# Data
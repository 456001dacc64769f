use crate::error::VdbError;
use crate::grid::{LeafHandle, Voxel};
use crate::utils::ValueRange;

/// Allocates a zero-initialized buffer, reporting allocation failures instead of aborting.
pub(crate) fn allocate<T: Clone>(
    len: usize,
    fill: T,
    bytes_allocated: &mut usize,
) -> Result<Vec<T>, VdbError> {
    let num_bytes = len.saturating_mul(size_of::<T>());
    let mut buffer = Vec::new();
    buffer
        .try_reserve_exact(len)
        .map_err(|_| VdbError::AllocationFailed(num_bytes))?;
    buffer.resize(len, fill);
    *bytes_allocated += num_bytes;
    Ok(buffer)
}

/// All the nodes of one level of a grid.
///
/// Nodes are stored densely: the voxels of node `n` occupy the range
/// `n * num_voxels..(n + 1) * num_voxels` of the three parallel arrays.
#[derive(Clone, Debug, Default)]
pub struct Level {
    pub(crate) num_nodes: usize,
    pub(crate) capacity: usize,
    pub(crate) voxels: Vec<Voxel>,
    pub(crate) value_range: Vec<ValueRange>,
    pub(crate) leaf_index: Vec<LeafHandle>,
}

impl Level {
    /// Allocates storage for `capacity` nodes of `num_voxels` voxels each.
    pub(crate) fn allocate(
        capacity: usize,
        num_voxels: usize,
        bytes_allocated: &mut usize,
    ) -> Result<Self, VdbError> {
        let len = capacity
            .checked_mul(num_voxels)
            .ok_or(VdbError::AllocationFailed(usize::MAX))?;

        Ok(Self {
            num_nodes: 0,
            capacity,
            voxels: allocate(len, Voxel::Empty, bytes_allocated)?,
            value_range: allocate(len, ValueRange::empty(), bytes_allocated)?,
            leaf_index: allocate(len, 0, bytes_allocated)?,
        })
    }

    /// The number of nodes in use on this level.
    #[inline]
    pub fn num_nodes(&self) -> usize {
        self.num_nodes
    }

    /// The number of nodes this level was sized for.
    #[inline]
    pub fn capacity(&self) -> usize {
        self.capacity
    }

    /// All the voxels of this level.
    #[inline]
    pub fn voxels(&self) -> &[Voxel] {
        &self.voxels
    }

    /// The voxel with the given global index.
    #[inline]
    pub fn voxel(&self, index: usize) -> Voxel {
        self.voxels[index]
    }

    /// The value range of everything below the voxel with the given global index.
    #[inline]
    pub fn value_range(&self, index: usize) -> ValueRange {
        self.value_range[index]
    }

    /// The index of the input leaf stored in the voxel with the given global index.
    ///
    /// Returns `None` unless the voxel is a tile or a leaf pointer.
    #[inline]
    pub fn leaf_index(&self, index: usize) -> Option<LeafHandle> {
        if self.voxels[index].is_leaf() {
            Some(self.leaf_index[index])
        } else {
            None
        }
    }
}
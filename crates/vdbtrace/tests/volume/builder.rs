use crate::common::{random_leaves, Leaves};
use rand::seq::SliceRandom;
use rand::SeedableRng;
use vdbtrace::grid::{Grid, Voxel, NUM_LEVELS};
use vdbtrace::math::IndexPoint;
use vdbtrace::utils::ValueRange;
use vdbtrace::VdbError;

#[test]
fn single_tile_below_a_level_one_node() {
    let mut leaves = Leaves::default();
    leaves.tile(2, [0, 0, 0], 0.5);
    let grid = leaves.build().unwrap();

    assert_eq!(grid.level(0).voxel(0), Voxel::child_pointer(0));
    assert_eq!(grid.level(1).num_nodes(), 1);
    assert_eq!(grid.level(1).voxel(0), Voxel::tile(0.5));
    assert_eq!(grid.value_range(), ValueRange::splat(0.5));
    assert_eq!(grid.total_num_leaves(), 1);
    grid.assert_well_formed();
}

#[test]
fn siblings_share_one_parent() {
    let mut leaves = Leaves::default();
    leaves.tile(3, [0, 0, 0], 1.0);
    leaves.tile(3, [4, 4, 0], 2.0);
    let grid = leaves.build().unwrap();

    assert_eq!(grid.level(1).num_nodes(), 1);
    assert_eq!(grid.level(2).num_nodes(), 1);
    assert_eq!(grid.num_leaves(3), 2);
    assert_eq!(grid.reachable_leaf_count(), 2);
    grid.assert_well_formed();
}

#[test]
fn random_grids_are_well_formed() {
    let mut rng = oorandom::Rand32::new(42);

    for offset in [[0, 0, 0], [-64, 128, 64], [192, -192, 0]] {
        let leaves = random_leaves(&mut rng, offset);
        let grid = leaves.build().unwrap();

        grid.assert_well_formed();
        assert_eq!(grid.total_num_leaves(), leaves.len());
        assert_eq!(grid.reachable_leaf_count(), leaves.len());
        assert_eq!(grid.value_range(), leaves.value_range());
    }
}

#[test]
fn root_voxel_ranges_enclose_their_subtrees() {
    let mut rng = oorandom::Rand32::new(7);
    let leaves = random_leaves(&mut rng, [0, 0, 0]);
    let grid = leaves.build().unwrap();
    let root = grid.level(0);

    for v in 0..grid.layout().num_voxels(0) {
        let range = root.value_range(v);
        if !root.voxel(v).is_empty() {
            assert!(range.lower >= grid.value_range().lower);
            assert!(range.upper <= grid.value_range().upper);
        }
    }
}

/// Compares two grids built from permutations of the same leaves.
///
/// Leaf `i` of `b` is leaf `permutation[i]` of `a`.
fn assert_same_up_to_relabeling(a: &Grid, b: &Grid, permutation: &[usize]) {
    for l in 0..NUM_LEVELS {
        let (la, lb) = (a.level(l), b.level(l));
        assert_eq!(la.num_nodes(), lb.num_nodes(), "level {}", l);

        for v in 0..la.num_nodes() * a.layout().num_voxels(l) {
            let vb = match lb.voxel(v) {
                Voxel::LeafPointer { data, format } => {
                    Voxel::leaf_pointer(permutation[data as usize] as u32, format)
                }
                voxel => voxel,
            };
            assert_eq!(la.voxel(v), vb);
            assert_eq!(la.value_range(v), lb.value_range(v));
            assert_eq!(
                la.leaf_index(v),
                lb.leaf_index(v).map(|i| permutation[i as usize] as u32)
            );
        }
    }
}

#[test]
fn node_numbering_does_not_depend_on_the_input_order() {
    let mut rng = oorandom::Rand32::new(1234);
    let leaves = random_leaves(&mut rng, [0, 64, 0]);
    let grid = leaves.build().unwrap();

    let mut shuffle = rand::rngs::StdRng::seed_from_u64(5);
    for _ in 0..3 {
        let mut permutation: Vec<usize> = (0..leaves.len()).collect();
        permutation.shuffle(&mut shuffle);
        let shuffled = leaves.permuted(&permutation).build().unwrap();
        assert_same_up_to_relabeling(&grid, &shuffled, &permutation);
    }
}

#[test]
fn mixed_levels() {
    let mut leaves = Leaves::default();
    leaves.tile(1, [64, 0, 0], -1.0);
    leaves.tile(2, [0, 16, 0], 2.0);
    leaves.dense(3, [0, 0, 4], (0..64).map(|i| i as f32).collect());
    let grid = leaves.build().unwrap();

    assert_eq!(grid.root_origin(), IndexPoint::origin());
    assert_eq!(grid.level(0).voxel(16), Voxel::tile(-1.0));
    assert_eq!(grid.level(1).num_nodes(), 1);
    assert_eq!(grid.level(2).num_nodes(), 1);
    assert_eq!(grid.value_range(), ValueRange::new(-1.0, 63.0));
    assert_eq!(grid.level(0).value_range(0), ValueRange::new(0.0, 63.0));
    grid.assert_well_formed();
}

#[test]
fn leaves_spanning_more_than_the_root() {
    let mut leaves = Leaves::default();
    leaves.tile(3, [0, 0, 0], 0.0);
    leaves.tile(3, [252, 0, 0], 0.0);
    assert!(leaves.build().is_ok());

    leaves.tile(3, [256, 0, 0], 0.0);
    assert_eq!(leaves.build().unwrap_err(), VdbError::LeavesDoNotFit);
}

#[test]
fn overlapping_leaves() {
    let mut leaves = Leaves::default();
    leaves.tile(1, [0, 0, 0], 0.0);
    leaves.dense(3, [8, 8, 8], vec![0.0; 64]);
    assert!(matches!(
        leaves.build(),
        Err(VdbError::LeafCollision { level: 0, .. })
    ));
}

#[test]
fn allocated_bytes_grow_with_nodes() {
    let mut small = Leaves::default();
    small.tile(1, [0, 0, 0], 0.0);
    let mut large = small.clone();
    large.tile(3, [64, 0, 0], 0.0);

    let small = small.build().unwrap();
    let large = large.build().unwrap();
    assert!(large.bytes_allocated() > small.bytes_allocated());
}
//! Ray traversal queries.
//!
//! * [`IntervalIterator`] reports the sections of a ray crossing non-empty regions of a
//!   grid, with bounds of the values found there.
//! * [`HitIterator`] reports the points where a ray crosses a set of isovalues.
//! * [`batch`] runs either of them over many rays.
//!
//! Rays are given in object space. The parameters of intervals and hits are parameters
//! along that ray.

pub use self::hit_iterator::{Hit, HitIterator, DEFAULT_HIT_EPSILON, HIT_ITERATOR_MAX_SIZE};
pub use self::interval_iterator::{
    Interval, IntervalIterator, IteratorState, INTERVAL_ITERATOR_MAX_SIZE,
};
pub use self::ray::Ray;
pub use self::value_selector::ValueSelector;

pub mod batch;
mod hit_iterator;
mod interval_iterator;
mod ray;
mod value_selector;
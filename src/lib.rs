/*!
vdbtrace
========

**vdbtrace** is a sparse, multi-level volumetric grid (a "VDB" grid) together
with the ray iterators used by volume renderers: an interval iterator that
walks the non-empty regions crossed by a ray with their value bounds, and a
hit iterator that locates isosurface crossings.

```
use std::sync::Arc;
use vdbtrace::grid::DataBuffer;
use vdbtrace::math::{Point, Vector};
use vdbtrace::query::Ray;
use vdbtrace::utils::ValueRange;
use vdbtrace::volume::{VdbParams, VdbVolume};

let params = VdbParams {
    level: Some(vec![3]),
    origin: Some(vec![[0, 0, 0]]),
    format: Some(vec![0]),
    data: Some(vec![DataBuffer::Float(Arc::from(vec![0.5]))]),
    ..VdbParams::default()
};
let mut volume = VdbVolume::new(params);
volume.commit().unwrap();

let ray = Ray::new(Point::new(-1.0, 1.0, 1.0), Vector::x());
let mut intervals = volume
    .interval_iterator(&ray, ValueRange::new(0.0, 100.0), None)
    .unwrap();
let interval = intervals.next_interval().unwrap();
assert_eq!(interval.value_range, ValueRange::splat(0.5));
```
*/

#![deny(non_camel_case_types)]
#![deny(unused_parens)]
#![deny(non_upper_case_globals)]
#![deny(unused_results)]
#![warn(missing_docs)]
#![warn(unused_imports)]
#![allow(missing_copy_implementations)]
#![allow(clippy::too_many_arguments)]
#![allow(clippy::module_inception)]
#![allow(clippy::manual_range_contains)] // This usually makes it way more verbose that it could be.
#![deny(unused_qualifications)]

#[cfg(feature = "serde-serialize")]
#[macro_use]
extern crate serde;
extern crate num_traits as num;

pub extern crate nalgebra as na;

pub mod bounding_volume;
pub mod error;
pub mod grid;
pub mod observer;
pub mod query;
pub mod utils;
pub mod volume;

pub use crate::error::VdbError;

mod real {
    /// The scalar type used throughout this crate.
    pub use f32 as Real;
}

/// Aliases for mathematical types.
pub mod math {
    pub use super::real::*;
    pub use crate::utils::AffineTransform;
    pub use na::{Matrix3, Point3, Vector3};

    /// The dimension of the space.
    pub const DIM: usize = 3;

    /// The point type.
    pub use Point3 as Point;

    /// The vector type.
    pub use Vector3 as Vector;

    /// The matrix type.
    pub use Matrix3 as Matrix;

    /// An integer coordinate of the index space.
    pub type IndexPoint = Point3<i32>;

    /// An unsigned offset from the root origin of a grid.
    pub type Offset = Point3<u32>;
}
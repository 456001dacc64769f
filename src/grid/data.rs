use crate::error::VdbError;
use std::sync::Arc;

/// The element types a volume may be configured with.
#[derive(Copy, Clone, Debug, PartialEq, Eq, Hash, Default)]
#[cfg_attr(feature = "serde-serialize", derive(Serialize, Deserialize))]
pub enum DataType {
    /// 8-bit unsigned integers.
    UChar,
    /// 16-bit signed integers.
    Short,
    /// 16-bit unsigned integers.
    UShort,
    /// 32-bit unsigned integers.
    UInt,
    /// 32-bit floats. The only type grids can be built from.
    #[default]
    Float,
    /// 64-bit floats.
    Double,
}

impl DataType {
    /// A short human-readable name.
    pub fn name(self) -> &'static str {
        match self {
            Self::UChar => "uchar",
            Self::Short => "short",
            Self::UShort => "ushort",
            Self::UInt => "uint",
            Self::Float => "float",
            Self::Double => "double",
        }
    }

    /// Fails unless this is the element type grids are built from.
    pub fn ensure_supported(self) -> Result<(), VdbError> {
        if self == Self::Float {
            Ok(())
        } else {
            Err(VdbError::UnsupportedDataType(self.name()))
        }
    }
}

/// A shared, typed buffer holding the payload of one leaf.
///
/// Buffers are reference counted so that the caller and the grid can both hold them
/// without copying the voxel values.
#[derive(Clone, Debug, PartialEq)]
#[cfg_attr(feature = "serde-serialize", derive(Serialize, Deserialize))]
pub enum DataBuffer {
    /// 32-bit floats.
    Float(Arc<[f32]>),
    /// 32-bit unsigned integers.
    UInt(Arc<[u32]>),
    /// 64-bit floats.
    Double(Arc<[f64]>),
}

impl From<Vec<f32>> for DataBuffer {
    fn from(values: Vec<f32>) -> Self {
        Self::Float(values.into())
    }
}

impl DataBuffer {
    /// A float buffer holding a single value.
    pub fn constant(value: f32) -> Self {
        Self::Float(Arc::from([value]))
    }

    /// The number of elements of this buffer.
    pub fn len(&self) -> usize {
        match self {
            Self::Float(v) => v.len(),
            Self::UInt(v) => v.len(),
            Self::Double(v) => v.len(),
        }
    }

    /// Does this buffer contain no elements?
    pub fn is_empty(&self) -> bool {
        self.len() == 0
    }

    /// The element type of this buffer.
    pub fn data_type(&self) -> DataType {
        match self {
            Self::Float(_) => DataType::Float,
            Self::UInt(_) => DataType::UInt,
            Self::Double(_) => DataType::Double,
        }
    }

    /// The elements of this buffer if they are floats.
    pub fn as_f32(&self) -> Option<&Arc<[f32]>> {
        match self {
            Self::Float(v) => Some(v),
            _ => None,
        }
    }
}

# Exercise directions
Reproduce the entries above exactly, but only the lines between the line holding "in the voxel with the given global index." and the line holding "filename crates/vdbtrace/tests/volume/builder.rs", inclusive.

# Reply
    /// The index of the input leaf stored in the voxel with the given global index.
    ///
    /// Returns `None` unless the voxel is a tile or a leaf pointer.
    #[inline]
    pub fn leaf_index(&self, index: usize) -> Option<LeafHandle> {
        if self.voxels[index].is_leaf() {
            Some(self.leaf_index[index])
        } else {
            None
        }
    }
}
filename crates/vdbtrace/tests/volume/builder.rs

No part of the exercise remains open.